According to a new study by researchers at Microsoft, there’s a reason those Nigerian email scams–you know, the ones you read, roll your eyes at, and immediately chuck into the spam folder–are so dang spammy sounding. You’d think if they were trying to maximize profits it might help to use proper spelling and grammar and come up with a less ridiculous premise. Or maybe not even mention Nigeria, which has become associated with the scams, at all.
Cormac Herley, the study’s author, writes, ”Our analysis suggests that is an advantage to the attacker, not a disadvantage.”
It turns out the Nigerian email scams provide a useful lesson: the value of attracting the right kind of customers and repelling the wrong ones.

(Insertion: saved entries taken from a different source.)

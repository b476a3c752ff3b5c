//! Configuration sections, their defaults, and RON persistence.

use std::path::{Path, PathBuf};

use glam::Vec3;
use orb_scene::{DayNightMode, OrbitSettings, PointLight, SceneMode, SceneSettings};
use serde::{Deserialize, Serialize};

use crate::error::ConfigError;

const FILE_NAME: &str = "config.ron";
const APP_DIR: &str = "orb";

/// Top-level configuration.
#[derive(Debug, Clone, Default, Serialize, Deserialize, PartialEq)]
#[serde(default)]
pub struct Config {
    pub window: WindowConfig,
    pub camera: CameraConfig,
    pub scene: SceneConfig,
    pub lighting: LightingConfig,
    pub render: RenderConfig,
    pub debug: DebugConfig,
}

#[derive(Debug, Clone, Serialize, Deserialize, PartialEq)]
#[serde(default)]
pub struct WindowConfig {
    /// Inner width in logical pixels.
    pub width: u32,
    /// Inner height in logical pixels.
    pub height: u32,
    pub fullscreen: bool,
    /// Present with `Fifo` when true, `AutoNoVsync` otherwise.
    pub vsync: bool,
    pub title: String,
}

/// Perspective and orbit-control settings.
#[derive(Debug, Clone, Serialize, Deserialize, PartialEq)]
#[serde(default)]
pub struct CameraConfig {
    /// Vertical field of view in degrees.
    pub fov_deg: f32,
    pub near: f32,
    pub far: f32,
    /// Starting distance from the origin.
    pub distance: f32,
    pub rotate_speed: f32,
    pub auto_rotate: bool,
    /// Turns per minute while the ball is showing.
    pub ball_auto_rotate_speed: f32,
    /// Turns per minute while the Earth is showing.
    pub earth_auto_rotate_speed: f32,
    pub enable_zoom: bool,
    pub zoom_speed: f32,
    pub min_distance: f32,
    pub max_distance: f32,
    pub enable_damping: bool,
    pub damping_factor: f32,
}

/// Startup scene and Earth texture locations.
#[derive(Debug, Clone, Serialize, Deserialize, PartialEq)]
#[serde(default)]
pub struct SceneConfig {
    pub initial_scene: SceneMode,
    pub initial_day_night: DayNightMode,
    /// Directory holding the Earth maps. Relative paths resolve against the
    /// working directory.
    pub assets_dir: PathBuf,
    pub day_texture: String,
    pub night_texture: String,
    pub clouds_texture: String,
    pub clouds_opacity: f32,
}

#[derive(Debug, Clone, Serialize, Deserialize, PartialEq)]
#[serde(default)]
pub struct LightingConfig {
    pub position: [f32; 3],
    pub ball_intensity: f32,
    pub earth_intensity: f32,
    /// Cutoff distance; 0 disables the range window.
    pub distance: f32,
    pub decay: f32,
}

#[derive(Debug, Clone, Serialize, Deserialize, PartialEq)]
#[serde(default)]
pub struct RenderConfig {
    /// Width and height segments of the sphere meshes.
    pub sphere_segments: u32,
    /// Startup fade from black, in seconds. 0 disables it.
    pub fade_in_secs: f64,
    /// Linear RGB behind the scene.
    pub clear_color: [f64; 3],
}

#[derive(Debug, Clone, Serialize, Deserialize, PartialEq)]
#[serde(default)]
pub struct DebugConfig {
    /// `EnvFilter` directive used when `RUST_LOG` is unset.
    pub log_level: String,
}

impl Default for WindowConfig {
    fn default() -> Self {
        Self {
            width: 1280,
            height: 720,
            fullscreen: false,
            vsync: true,
            title: "The Ball".to_string(),
        }
    }
}

impl Default for CameraConfig {
    fn default() -> Self {
        let orbit = OrbitSettings::default();
        Self {
            fov_deg: 45.0,
            near: 0.1,
            far: 100.0,
            distance: orbit.distance,
            rotate_speed: orbit.rotate_speed,
            auto_rotate: orbit.auto_rotate,
            ball_auto_rotate_speed: 5.0,
            earth_auto_rotate_speed: 0.3,
            enable_zoom: orbit.enable_zoom,
            zoom_speed: orbit.zoom_speed,
            min_distance: orbit.min_distance,
            max_distance: orbit.max_distance,
            enable_damping: orbit.enable_damping,
            damping_factor: orbit.damping_factor,
        }
    }
}

impl Default for SceneConfig {
    fn default() -> Self {
        Self {
            initial_scene: SceneMode::Ball,
            initial_day_night: DayNightMode::Day,
            assets_dir: PathBuf::from("assets"),
            day_texture: "2k_earth_daymap.jpg".to_string(),
            night_texture: "2k_earth_nightmap.jpg".to_string(),
            clouds_texture: "2k_earth_clouds.jpg".to_string(),
            clouds_opacity: 0.1,
        }
    }
}

impl Default for LightingConfig {
    fn default() -> Self {
        Self {
            position: [0.0, 10.0, 10.0],
            ball_intensity: 200.0,
            earth_intensity: 800.0,
            distance: 100.0,
            decay: 2.0,
        }
    }
}

impl Default for RenderConfig {
    fn default() -> Self {
        Self {
            sphere_segments: 64,
            fade_in_secs: 1.0,
            clear_color: [0.0, 0.0, 0.0],
        }
    }
}

impl Default for DebugConfig {
    fn default() -> Self {
        Self {
            log_level: "info".to_string(),
        }
    }
}

impl Config {
    /// Per-user config directory, e.g. `~/.config/orb` on Linux.
    pub fn default_dir() -> Result<PathBuf, ConfigError> {
        dirs::config_dir()
            .map(|d| d.join(APP_DIR))
            .ok_or(ConfigError::NoConfigDir)
    }

    /// Load config from the given directory, or write and return defaults.
    pub fn load_or_create(config_dir: &Path) -> Result<Self, ConfigError> {
        let path = config_dir.join(FILE_NAME);
        if path.exists() {
            let config = Self::read(&path)?;
            log::info!("Loaded config from {}", path.display());
            Ok(config)
        } else {
            let config = Config::default();
            config.save(config_dir)?;
            log::info!("Created default config at {}", path.display());
            Ok(config)
        }
    }

    pub fn save(&self, config_dir: &Path) -> Result<(), ConfigError> {
        std::fs::create_dir_all(config_dir).map_err(|source| ConfigError::Write {
            path: config_dir.to_path_buf(),
            source,
        })?;

        let path = config_dir.join(FILE_NAME);
        let pretty = ron::ser::PrettyConfig::new()
            .depth_limit(2)
            .enumerate_arrays(false);
        let serialized = ron::ser::to_string_pretty(self, pretty)?;

        std::fs::write(&path, serialized).map_err(|source| ConfigError::Write { path, source })
    }

    /// Re-reads the file; `Some` only when its contents differ from `self`.
    pub fn reload(&self, config_dir: &Path) -> Result<Option<Self>, ConfigError> {
        let fresh = Self::read(&config_dir.join(FILE_NAME))?;
        if &fresh != self {
            log::info!("Config reloaded with changes");
            Ok(Some(fresh))
        } else {
            Ok(None)
        }
    }

    fn read(path: &Path) -> Result<Self, ConfigError> {
        let contents = std::fs::read_to_string(path).map_err(|source| ConfigError::Read {
            path: path.to_path_buf(),
            source,
        })?;
        ron::from_str(&contents).map_err(|source| ConfigError::Parse {
            path: path.to_path_buf(),
            source,
        })
    }

    /// Scene-layer settings derived from the camera, lighting and render
    /// sections.
    #[must_use]
    pub fn scene_settings(&self) -> SceneSettings {
        let cam = &self.camera;
        let light = &self.lighting;
        SceneSettings {
            orbit: OrbitSettings {
                distance: cam.distance,
                rotate_speed: cam.rotate_speed,
                auto_rotate: cam.auto_rotate,
                auto_rotate_speed: cam.ball_auto_rotate_speed,
                enable_zoom: cam.enable_zoom,
                zoom_speed: cam.zoom_speed,
                min_distance: cam.min_distance,
                max_distance: cam.max_distance,
                enable_damping: cam.enable_damping,
                damping_factor: cam.damping_factor,
            },
            ball_auto_rotate_speed: cam.ball_auto_rotate_speed,
            earth_auto_rotate_speed: cam.earth_auto_rotate_speed,
            light: PointLight {
                position: Vec3::from_array(light.position),
                intensity: light.ball_intensity,
                distance: light.distance,
                decay: light.decay,
            },
            ball_light_intensity: light.ball_intensity,
            earth_light_intensity: light.earth_intensity,
            fade_in_secs: self.render.fade_in_secs,
        }
    }

    /// Resolved paths of the day, night and cloud maps.
    #[must_use]
    pub fn texture_paths(&self) -> [PathBuf; 3] {
        let s = &self.scene;
        [
            s.assets_dir.join(&s.day_texture),
            s.assets_dir.join(&s.night_texture),
            s.assets_dir.join(&s.clouds_texture),
        ]
    }
}

#[cfg(test)]
mod tests {
    use super::*;

    #[test]
    fn test_default_config_serializes() {
        let ron_str =
            ron::ser::to_string_pretty(&Config::default(), ron::ser::PrettyConfig::new()).unwrap();
        assert!(ron_str.contains("width: 1280"));
        assert!(ron_str.contains("initial_scene: Ball"));
        assert!(ron_str.contains("2k_earth_daymap.jpg"));
    }

    #[test]
    fn test_missing_sections_use_defaults() {
        let config: Config = ron::from_str("(window: (width: 640))").unwrap();
        assert_eq!(config.window.width, 640);
        assert_eq!(config.window.height, 720);
        assert_eq!(config.lighting, LightingConfig::default());
        assert_eq!(config.camera.fov_deg, 45.0);
    }

    #[test]
    fn test_unknown_fields_ignored() {
        let result: Result<Config, _> = ron::from_str("(future_setting: true, scene: (moon: 1))");
        assert!(result.is_ok());
    }

    #[test]
    fn test_enum_fields_parse() {
        let config: Config =
            ron::from_str("(scene: (initial_scene: Earth, initial_day_night: Night))").unwrap();
        assert_eq!(config.scene.initial_scene, SceneMode::Earth);
        assert_eq!(config.scene.initial_day_night, DayNightMode::Night);
    }

    #[test]
    fn test_save_and_load() {
        let dir = tempfile::tempdir().unwrap();
        let mut config = Config::default();
        config.window.width = 1920;
        config.scene.assets_dir = PathBuf::from("/srv/textures");
        config.lighting.earth_intensity = 640.0;

        config.save(dir.path()).unwrap();
        let loaded = Config::load_or_create(dir.path()).unwrap();
        assert_eq!(config, loaded);
    }

    #[test]
    fn test_load_or_create_writes_file() {
        let dir = tempfile::tempdir().unwrap();
        let sub = dir.path().join("nested");
        let config = Config::load_or_create(&sub).unwrap();
        assert_eq!(config, Config::default());
        assert!(sub.join(FILE_NAME).exists());
    }

    #[test]
    fn test_reload_detects_changes() {
        let dir = tempfile::tempdir().unwrap();
        let config = Config::default();
        config.save(dir.path()).unwrap();
        assert!(config.reload(dir.path()).unwrap().is_none());

        let mut modified = config.clone();
        modified.camera.earth_auto_rotate_speed = 1.0;
        modified.save(dir.path()).unwrap();

        let reloaded = config.reload(dir.path()).unwrap().expect("change detected");
        assert_eq!(reloaded.camera.earth_auto_rotate_speed, 1.0);
    }

    #[test]
    fn test_invalid_file_reports_path() {
        let dir = tempfile::tempdir().unwrap();
        std::fs::write(dir.path().join(FILE_NAME), "{{not ron}}").unwrap();
        let err = Config::load_or_create(dir.path()).unwrap_err();
        assert!(matches!(err, ConfigError::Parse { .. }));
        assert!(err.to_string().contains(FILE_NAME));
    }

    #[test]
    fn test_scene_settings_mapping() {
        let mut config = Config::default();
        config.lighting.position = [1.0, 2.0, 3.0];
        config.camera.earth_auto_rotate_speed = 0.6;
        let s = config.scene_settings();
        assert_eq!(s.light.position, Vec3::new(1.0, 2.0, 3.0));
        assert_eq!(s.earth_auto_rotate_speed, 0.6);
        assert_eq!(s.ball_light_intensity, 200.0);
        assert_eq!(s.earth_light_intensity, 800.0);
        assert_eq!(s.orbit.distance, 4.0);
    }

    #[test]
    fn test_default_settings_match_scene_defaults() {
        assert_eq!(Config::default().scene_settings(), SceneSettings::default());
    }

    #[test]
    fn test_texture_paths() {
        let [day, night, clouds] = Config::default().texture_paths();
        assert_eq!(day, Path::new("assets/2k_earth_daymap.jpg"));
        assert_eq!(night, Path::new("assets/2k_earth_nightmap.jpg"));
        assert_eq!(clouds, Path::new("assets/2k_earth_clouds.jpg"));
    }
}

Before we get to the details, here’s an example of this kind of filtering from Ramit Sethi‘s blog, I Will Teach you To Be Rich. Ramit has a bold, brash personality, and he’s not timid in his derision for “whiners” or in his commands for “stupid” readers to stay away:
Here, this disclaimer (which is pretty funny in its own right) works as a filter to:
1) Deter people who don’t like his brash persona/attitude (if you’re put off by this line, you aren’t going to like his other stuff), as well as repel people who aren’t actually interested in his strategy and tactics. Ramit earns a profit by turning readers into paying customers of his “prime” materials. Repelling those who aren’t likely to ever actually buy in saves him from wasting time communicating with these people, and frees up his energy to target those who are more likely to appreciate and buy his stuff.

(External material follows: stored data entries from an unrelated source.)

//! Keyboard bindings.

use orb_scene::{DayNightMode, SceneCommand};
use winit::keyboard::KeyCode;

#[derive(Debug, Clone, Copy, PartialEq, Eq)]
pub enum AppAction {
    Scene(SceneCommand),
    Quit,
}

/// `B` ball, `E` Earth, `D` day, `N` night, `Escape` quit.
#[must_use]
pub fn action_for_key(code: KeyCode) -> Option<AppAction> {
    let action = match code {
        KeyCode::KeyB => AppAction::Scene(SceneCommand::ShowBall),
        KeyCode::KeyE => AppAction::Scene(SceneCommand::ShowEarth),
        KeyCode::KeyD => AppAction::Scene(SceneCommand::SetDayNight(DayNightMode::Day)),
        KeyCode::KeyN => AppAction::Scene(SceneCommand::SetDayNight(DayNightMode::Night)),
        KeyCode::Escape => AppAction::Quit,
        _ => return None,
    };
    Some(action)
}
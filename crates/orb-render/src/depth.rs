//! Reverse-Z depth buffer: the near plane maps to 1.0 and the far plane to 0.0.

pub struct DepthBuffer {
    pub texture: wgpu::Texture,
    pub view: wgpu::TextureView,
    width: u32,
    height: u32,
}

impl DepthBuffer {
    pub const FORMAT: wgpu::TextureFormat = wgpu::TextureFormat::Depth32Float;

    /// The far plane.
    pub const CLEAR_VALUE: f32 = 0.0;

    /// Closer fragments carry larger depth values.
    pub const COMPARE_FUNCTION: wgpu::CompareFunction = wgpu::CompareFunction::GreaterEqual;

    pub fn new(device: &wgpu::Device, width: u32, height: u32) -> Self {
        let (width, height) = (width.max(1), height.max(1));
        let texture = device.create_texture(&wgpu::TextureDescriptor {
            label: Some("depth-buffer"),
            size: wgpu::Extent3d {
                width,
                height,
                depth_or_array_layers: 1,
            },
            mip_level_count: 1,
            sample_count: 1,
            dimension: wgpu::TextureDimension::D2,
            format: Self::FORMAT,
            usage: wgpu::TextureUsages::RENDER_ATTACHMENT,
            view_formats: &[],
        });
        let view = texture.create_view(&wgpu::TextureViewDescriptor::default());

        Self {
            texture,
            view,
            width,
            height,
        }
    }

    /// Recreate at the new size. No-op when the size is unchanged.
    pub fn resize(&mut self, device: &wgpu::Device, width: u32, height: u32) {
        if self.width == width.max(1) && self.height == height.max(1) {
            return;
        }
        *self = Self::new(device, width, height);
    }

    #[must_use]
    pub fn size(&self) -> (u32, u32) {
        (self.width, self.height)
    }
}

/// Headless device for GPU-backed unit tests; `None` when no adapter exists.
#[cfg(test)]
pub(crate) fn create_test_device_queue() -> Option<(wgpu::Device, wgpu::Queue)> {
    pollster::block_on(async {
        let instance = wgpu::Instance::new(&wgpu::InstanceDescriptor {
            backends: wgpu::Backends::all(),
            ..Default::default()
        });
        let adapter = instance
            .request_adapter(&wgpu::RequestAdapterOptions {
                power_preference: wgpu::PowerPreference::default(),
                force_fallback_adapter: false,
                compatible_surface: None,
            })
            .await
            .ok()?;
        adapter
            .request_device(&wgpu::DeviceDescriptor::default())
            .await
            .ok()
    })
}

#[cfg(test)]
mod tests {
    use super::*;

    #[test]
    fn test_reverse_z_constants() {
        assert_eq!(DepthBuffer::FORMAT, wgpu::TextureFormat::Depth32Float);
        assert_eq!(DepthBuffer::CLEAR_VALUE, 0.0);
        assert_eq!(
            DepthBuffer::COMPARE_FUNCTION,
            wgpu::CompareFunction::GreaterEqual
        );
    }

    #[test]
    fn test_resize_updates_dimensions() {
        let Some((device, _queue)) = create_test_device_queue() else {
            return;
        };
        let mut depth = DepthBuffer::new(&device, 800, 600);
        assert_eq!(depth.size(), (800, 600));
        depth.resize(&device, 1024, 768);
        assert_eq!(depth.size(), (1024, 768));
        depth.resize(&device, 0, 0);
        assert_eq!(depth.size(), (1, 1));
    }
}
//! Per-user directories for the config file and logs.

use std::path::{Path, PathBuf};

use orb_config::{Config, ConfigError};

#[derive(Debug, thiserror::Error)]
pub enum PlatformError {
    #[error(transparent)]
    Config(#[from] ConfigError),

    #[error("failed to create {path}: {source}")]
    Io {
        path: PathBuf,
        #[source]
        source: std::io::Error,
    },
}

/// Where the viewer keeps `config.ron` and its log files.
#[derive(Debug, Clone, PartialEq, Eq)]
pub struct PlatformDirs {
    pub config_dir: PathBuf,
    pub log_dir: PathBuf,
}

impl PlatformDirs {
    /// Use `config_override` when given, the OS config directory otherwise.
    pub fn resolve(config_override: Option<&Path>) -> Result<Self, PlatformError> {
        let config_dir = match config_override {
            Some(dir) => dir.to_path_buf(),
            None => Config::default_dir()?,
        };
        Ok(Self::with_root(&config_dir))
    }

    #[must_use]
    pub fn with_root(config_dir: &Path) -> Self {
        Self {
            config_dir: config_dir.to_path_buf(),
            log_dir: config_dir.join("logs"),
        }
    }

    pub fn create_dirs(&self) -> Result<(), PlatformError> {
        for dir in [&self.config_dir, &self.log_dir] {
            std::fs::create_dir_all(dir).map_err(|source| PlatformError::Io {
                path: dir.clone(),
                source,
            })?;
        }
        Ok(())
    }

    pub fn resolve_and_create(config_override: Option<&Path>) -> Result<Self, PlatformError> {
        let dirs = Self::resolve(config_override)?;
        dirs.create_dirs()?;
        Ok(dirs)
    }
}

#[cfg(test)]
mod tests {
    use super::*;

    #[test]
    fn test_override_wins() {
        let tmp = tempfile::tempdir().unwrap();
        let dirs = PlatformDirs::resolve(Some(tmp.path())).unwrap();
        assert_eq!(dirs.config_dir, tmp.path());
        assert_eq!(dirs.log_dir, tmp.path().join("logs"));
    }

    #[test]
    fn test_default_resolves_under_os_config_dir() {
        let Ok(dirs) = PlatformDirs::resolve(None) else {
            return;
        };
        assert!(dirs.config_dir.is_absolute());
        assert!(dirs.log_dir.starts_with(&dirs.config_dir));
    }

    #[test]
    fn test_create_dirs() {
        let tmp = tempfile::tempdir().unwrap();
        let root = tmp.path().join("nested").join("orb");
        let dirs = PlatformDirs::resolve_and_create(Some(&root)).unwrap();
        assert!(dirs.config_dir.is_dir());
        assert!(dirs.log_dir.is_dir());
    }

    #[test]
    fn test_create_dirs_reports_path_on_failure() {
        let tmp = tempfile::tempdir().unwrap();
        let file = tmp.path().join("not-a-dir");
        std::fs::write(&file, b"x").unwrap();
        let err = PlatformDirs::with_root(&file).create_dirs().unwrap_err();
        assert!(err.to_string().contains("not-a-dir"));
    }
}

2) Attract the right readers. I actually think this also has an effect on those who are not deterred by it. If you self-select yourself to pass through the “filter,” you’re left feeling good about the fact that you’re not one of these idiot people he talks about (or at least you don’t think you are), and feel more attached to the content.
So back to the Nigerian email scams.
To put it the way Ramit does, the Nigerian email scammers are essentially saying, “BTW THIS IS A SCAM, SO INTELLIGENT, NON-GULLIBLE PEOPLE SHOULD JUST LEAVE NOW AND NOT WASTE OUR TIME.”
As the Microsoft study explains, the ridiculously spammy nature of the emails helps filter out everyone but the people who are most likely to actually take the bait. It’s really difficult to pass through the filter: you have to be super gullible, naive and/or desperate (the study speculates that as few as 1/100,000 will actually buy in), so anyone with even a shred of skepticism won’t fall for the scam. This means the scammers will end up only having to interact with people who are really, really vulnerable.
Why don’t the scammers just target gullible people in the first place? The study mentions that sending out mass emails is cheap. “The best strategy is to get those who possess this quality to self-identify,” writes Herley. It’s more cost-effective to spam millions of people and let the gullible respond than to track down the gullible in the first place.
Whether or not this is just a coincidental by-product of really poor scam marketing, or a deliberate method created by savvy scammers (the study notes that even scammers who aren’t in Nigeria specifically use Nigeria in emails), it works.
What other examples of this kind of customer filtering have you seen?